17. The Learned Counsel’s contention was that the claim for Kenya Shillings Three Million One Eighty One Thousand Two Hundred (Kshs. 3,181,200/=) by way of expenses fell under what was referred to as "Special damages". The Respondent was therefore required to specifically plead and strictly prove the same.
18. The Respondent pleaded the sum of Kenya Shillings Three Million One Eighty One Thousand Two Hundred (Kshs. 3,181,200/=) at paragraph 5 of the Plaint. However no single evidence was produced to support the said expenses, no invoices or receipt of payment was produced by the Respondent.
19. The Learned Counsel relied on the decision made in the case of:- “WMT & Another (Suing in their own Capacity and as Administrator of the Estate of the Late ETM – Versus - Sarova Hotels Limited t/a Sarova Whitesands Beach Resort & SPA [2021]CKLR where the court stated as follows:-“The Plaintiff ought to understand that in bringing the action for damages, it is for them to prove the same and that it is not enough to state that the amount spent was this or that without anything to back these assertions. In such a case the burden of proof lies with whoever would want the court to find in his favour in support of what he claims.
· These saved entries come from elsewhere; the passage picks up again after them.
//! Channel API handlers.

use axum::{
    extract::{Path, State},
    http::StatusCode,
    Json,
};
use camtuner_types::{
    api::{
        ChannelListResponse, ChannelResponse, CreateChannelRequest, CreateMosaicRequest,
        ErrorResponse, ProbeResponse, ReorderChannelsRequest, SetChannelNumberRequest,
        UpdateChannelRequest,
    },
    channel::MOSAIC_SCHEME,
    is_supported_source_url, is_valid_channel_number, Channel, ChannelId, MAX_MOSAIC_SOURCES,
    MIN_MOSAIC_SOURCES,
};
use tracing::{debug, info};

use super::{bad_request, channel_not_found, channel_op_error, registry_error, ApiError};
use crate::state::AppState;

const INVALID_NUMBER: &str = "channel number must be digits only, 1-99999";
const INVALID_SOURCE: &str = "source must be an rtsp://, rtsps://, http:// or https:// URL";

/// Check the source after an edit so the operator sees its status.
fn spawn_probe(state: &AppState, channel_id: ChannelId) {
    let state = state.clone();
    tokio::spawn(async move {
        if let Err(e) = state.probe_channel(&channel_id).await {
            debug!("Probe skipped: {}", e);
        }
    });
}

fn channel_number(state: &AppState, requested: Option<ChannelId>) -> Result<ChannelId, ApiError> {
    match requested {
        Some(id) => {
            let id = id.trim().to_string();
            if is_valid_channel_number(&id) {
                Ok(id)
            } else {
                Err(bad_request(INVALID_NUMBER))
            }
        }
        None => Ok(state.next_channel_id()),
    }
}

fn mosaic_members(sources: Vec<ChannelId>) -> Result<Vec<ChannelId>, ApiError> {
    let members: Vec<ChannelId> = sources
        .into_iter()
        .map(|s| s.trim().to_string())
        .filter(|s| !s.is_empty())
        .collect();
    if members.len() < MIN_MOSAIC_SOURCES {
        return Err(bad_request("enter at least two channel numbers"));
    }
    Ok(members.into_iter().take(MAX_MOSAIC_SOURCES).collect())
}

/// List all channels in lineup order.
#[utoipa::path(
    get,
    path = "/api/channels",
    tag = "channels",
    responses(
        (status = 200, description = "List all channels", body = ChannelListResponse)
    )
)]
pub async fn list_channels(State(state): State<AppState>) -> Json<ChannelListResponse> {
    Json(ChannelListResponse {
        channels: state.registry().list(),
    })
}

/// Get a channel by number.
#[utoipa::path(
    get,
    path = "/api/channels/{id}",
    tag = "channels",
    params(
        ("id" = String, Path, description = "Channel number")
    ),
    responses(
        (status = 200, description = "Channel found", body = ChannelResponse),
        (status = 404, description = "Channel not found", body = ErrorResponse)
    )
)]
pub async fn get_channel(
    State(state): State<AppState>,
    Path(id): Path<ChannelId>,
) -> Result<Json<ChannelResponse>, ApiError> {
    state
        .registry()
        .get(&id)
        .map(|channel| Json(ChannelResponse { channel }))
        .ok_or_else(channel_not_found)
}

/// Add a camera channel to the end of the lineup.
#[utoipa::path(
    post,
    path = "/api/channels",
    tag = "channels",
    request_body = CreateChannelRequest,
    responses(
        (status = 201, description = "Channel created", body = ChannelResponse),
        (status = 400, description = "Invalid channel number or source", body = ErrorResponse),
        (status = 409, description = "Channel number in use", body = ErrorResponse),
        (status = 500, description = "Internal server error", body = ErrorResponse)
    )
)]
pub async fn create_channel(
    State(state): State<AppState>,
    Json(req): Json<CreateChannelRequest>,
) -> Result<(StatusCode, Json<ChannelResponse>), ApiError> {
    let url = req.url.trim().to_string();
    if !is_supported_source_url(&url) {
        return Err(bad_request(INVALID_SOURCE));
    }
    let id = channel_number(&state, req.id)?;

    let mut channel = Channel::new(id, req.name.trim(), url)
        .with_transport(req.transport)
        .with_credentials(req.username, req.password);
    channel.auth_mode = req.auth_mode;
    channel.transcode_audio = req.transcode_audio.unwrap_or(true);
    channel.tvg_id = req.tvg_id.filter(|s| !s.is_empty());
    channel.tvg_logo = req.tvg_logo.unwrap_or_default();
    channel.epg_title = req.epg_title.filter(|s| !s.is_empty());
    if let Some(desc) = req.epg_desc {
        channel.epg_desc = desc;
    }

    info!("Creating channel: {} ({})", channel.name, channel.id);
    let channel = state
        .create_channel(channel)
        .await
        .map_err(channel_op_error)?;
    spawn_probe(&state, channel.id.clone());

    Ok((StatusCode::CREATED, Json(ChannelResponse { channel })))
}

/// Add a mosaic of 2-4 existing channels.
#[utoipa::path(
    post,
    path = "/api/channels/mosaic",
    tag = "channels",
    request_body = CreateMosaicRequest,
    responses(
        (status = 201, description = "Mosaic created", body = ChannelResponse),
        (status = 400, description = "Too few members", body = ErrorResponse),
        (status = 409, description = "Channel number in use", body = ErrorResponse),
        (status = 500, description = "Internal server error", body = ErrorResponse)
    )
)]
pub async fn create_mosaic(
    State(state): State<AppState>,
    Json(req): Json<CreateMosaicRequest>,
) -> Result<(StatusCode, Json<ChannelResponse>), ApiError> {
    if state.registry().len() < MIN_MOSAIC_SOURCES {
        return Err(bad_request("add at least two channels first"));
    }
    let members = mosaic_members(req.sources)?;
    let id = channel_number(&state, req.id)?;

    // Audio policy follows the first member unless given
    let transcode_audio = req.transcode_audio.unwrap_or_else(|| {
        state
            .registry()
            .get(&members[0])
            .map(|first| first.transcode_audio)
            .unwrap_or(true)
    });
    let name = req
        .name
        .map(|n| n.trim().to_string())
        .filter(|n| !n.is_empty())
        .unwrap_or_else(|| format!("Mosaic {}", members.join(",")));

    let channel = Channel::mosaic(id, name, members, transcode_audio);
    info!(
        "Creating mosaic channel: {} ({}) over {:?}",
        channel.name, channel.id, channel.mosaic_sources
    );
    let channel = state
        .create_channel(channel)
        .await
        .map_err(channel_op_error)?;
    spawn_probe(&state, channel.id.clone());

    Ok((StatusCode::CREATED, Json(ChannelResponse { channel })))
}

/// Edit a channel's source or metadata.
///
/// Setting `url` turns a mosaic into a single-source channel; setting
/// `mosaic_sources` does the reverse.
#[utoipa::path(
    put,
    path = "/api/channels/{id}",
    tag = "channels",
    params(
        ("id" = String, Path, description = "Channel number")
    ),
    request_body = UpdateChannelRequest,
    responses(
        (status = 200, description = "Channel updated", body = ChannelResponse),
        (status = 400, description = "Invalid source", body = ErrorResponse),
        (status = 404, description = "Channel not found", body = ErrorResponse),
        (status = 500, description = "Internal server error", body = ErrorResponse)
    )
)]
pub async fn update_channel(
    State(state): State<AppState>,
    Path(id): Path<ChannelId>,
    Json(req): Json<UpdateChannelRequest>,
) -> Result<Json<ChannelResponse>, ApiError> {
    if req.url.is_some() && req.mosaic_sources.is_some() {
        return Err(bad_request("set either url or mosaic_sources, not both"));
    }
    let url = match req.url {
        Some(url) => {
            let url = url.trim().to_string();
            if !is_supported_source_url(&url) {
                return Err(bad_request(INVALID_SOURCE));
            }
            Some(url)
        }
        None => None,
    };
    let members = req.mosaic_sources.map(mosaic_members).transpose()?;

    info!("Updating channel {}", id);
    let channel = state
        .update_channel(&id, move |channel| {
            if let Some(url) = url {
                channel.url = url;
                channel.mosaic_sources.clear();
            }
            if let Some(members) = members {
                channel.url = format!("{}{}", MOSAIC_SCHEME, members.join(","));
                channel.mosaic_sources = members;
            }
            if let Some(name) = req.name.filter(|n| !n.trim().is_empty()) {
                channel.name = name.trim().to_string();
            }
            if let Some(transport) = req.transport {
                channel.transport = transport;
            }
            if let Some(username) = req.username {
                channel.username = username;
            }
            if let Some(password) = req.password {
                channel.password = password;
            }
            if let Some(auth_mode) = req.auth_mode {
                channel.auth_mode = auth_mode;
            }
            if let Some(transcode_audio) = req.transcode_audio {
                channel.transcode_audio = transcode_audio;
            }
            if let Some(tvg_id) = req.tvg_id {
                channel.tvg_id = Some(tvg_id).filter(|s| !s.is_empty());
            }
            if let Some(tvg_logo) = req.tvg_logo {
                channel.tvg_logo = tvg_logo;
            }
            if let Some(epg_title) = req.epg_title {
                channel.epg_title = Some(epg_title).filter(|s| !s.is_empty());
            }
            if let Some(epg_desc) = req.epg_desc {
                channel.epg_desc = epg_desc;
            }
        })
        .await
        .map_err(channel_op_error)?;
    spawn_probe(&state, channel.id.clone());

    Ok(Json(ChannelResponse { channel }))
}

/// Remove a channel. Viewers already tuned in keep their stream.
#[utoipa::path(
    delete,
    path = "/api/channels/{id}",
    tag = "channels",
    params(
        ("id" = String, Path, description = "Channel number")
    ),
    responses(
        (status = 204, description = "Channel deleted"),
        (status = 404, description = "Channel not found", body = ErrorResponse),
        (status = 500, description = "Internal server error", body = ErrorResponse)
    )
)]
pub async fn delete_channel(
    State(state): State<AppState>,
    Path(id): Path<ChannelId>,
) -> Result<StatusCode, ApiError> {
    info!("Deleting channel {}", id);
    state.delete_channel(&id).await.map_err(channel_op_error)?;
    Ok(StatusCode::NO_CONTENT)
}

/// Change a channel number.
#[utoipa::path(
    post,
    path = "/api/channels/{id}/number",
    tag = "channels",
    params(
        ("id" = String, Path, description = "Current channel number")
    ),
    request_body = SetChannelNumberRequest,
    responses(
        (status = 200, description = "Channel renumbered", body = ChannelResponse),
        (status = 400, description = "Invalid channel number", body = ErrorResponse),
        (status = 404, description = "Channel not found", body = ErrorResponse),
        (status = 409, description = "Channel number in use", body = ErrorResponse)
    )
)]
pub async fn set_channel_number(
    State(state): State<AppState>,
    Path(id): Path<ChannelId>,
    Json(req): Json<SetChannelNumberRequest>,
) -> Result<Json<ChannelResponse>, ApiError> {
    let number = req.number.trim().to_string();
    if !is_valid_channel_number(&number) {
        return Err(bad_request(INVALID_NUMBER));
    }

    state
        .renumber_channel(&id, &number)
        .await
        .map_err(channel_op_error)?;
    let channel = state.registry().get(&number).ok_or_else(channel_not_found)?;
    Ok(Json(ChannelResponse { channel }))
}

/// Move a lineup entry. Channel numbers stay with their positions.
#[utoipa::path(
    post,
    path = "/api/channels/reorder",
    tag = "channels",
    request_body = ReorderChannelsRequest,
    responses(
        (status = 200, description = "Lineup after the move", body = ChannelListResponse),
        (status = 400, description = "Position out of range", body = ErrorResponse),
        (status = 500, description = "Internal server error", body = ErrorResponse)
    )
)]
pub async fn reorder_channels(
    State(state): State<AppState>,
    Json(req): Json<ReorderChannelsRequest>,
) -> Result<Json<ChannelListResponse>, ApiError> {
    let len = state.registry().len();
    if req.from >= len || req.to >= len {
        return Err(bad_request(format!(
            "position out of range (lineup has {} channels)",
            len
        )));
    }

    state
        .reorder_channels(req.from, req.to)
        .await
        .map_err(channel_op_error)?;
    Ok(Json(ChannelListResponse {
        channels: state.registry().list(),
    }))
}

/// Check that a channel's source can be opened.
#[utoipa::path(
    post,
    path = "/api/channels/{id}/probe",
    tag = "channels",
    params(
        ("id" = String, Path, description = "Channel number")
    ),
    responses(
        (status = 200, description = "Probe finished", body = ProbeResponse),
        (status = 404, description = "Channel not found", body = ErrorResponse)
    )
)]
pub async fn probe_channel(
    State(state): State<AppState>,
    Path(id): Path<ChannelId>,
) -> Result<Json<ProbeResponse>, ApiError> {
    let status = state.probe_channel(&id).await.map_err(registry_error)?;
    Ok(Json(ProbeResponse {
        channel_id: id,
        status,
    }))
}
It was upon the Plaintiff/Appellant to prove their case on a balance of probability and the fat that the Defendant did not adduce any evidence is immaterial".
20. Following the above reasoning, the Counsel submitted that the trial Court erred in Law by allowing the claim for Kenya Shillings Three Million One Eighty One Thousand Two Hundred (Kshs. 3,181,200/=) being the necessary expenses for perfecting the title as the Respondent never tendered any evidence in support of the said expenses.
21. Therefore, the Learned Counsel urged that the Judgement for the sum of Kenya Shillings Nine Million One Eighty One Thousand Two Hundred (Kshs. 9,181,200/=) be set aside and substituted with an award of Kenya Shilling Six Million (Kshs. 6,000,000/=) only.
22. Secondly, whether the Respondent was entitled to an award of interest on the said sum of Kenya Shilling Six Million (Kshs. 6,000,000/=): It was their submissions that the Respondent had no good reason to rescind the sale hence a refund of the money paid should not bear any interest. They stated so for the following reasons:a)As per the Respondent's testimony he spent a sum of Kenya Shillings Three Million One Eighty One Thousand Two Hundred (Kshs. 3,181,200/=) to perfect the title. Why would he then seek to have the sale canceled when the title had been perfected?b)The Appellant completed her obligation in the transaction through an Indenture dated 21st March, 2016 (See pages 6 to 10 of the record).The Indenture was the title in Law.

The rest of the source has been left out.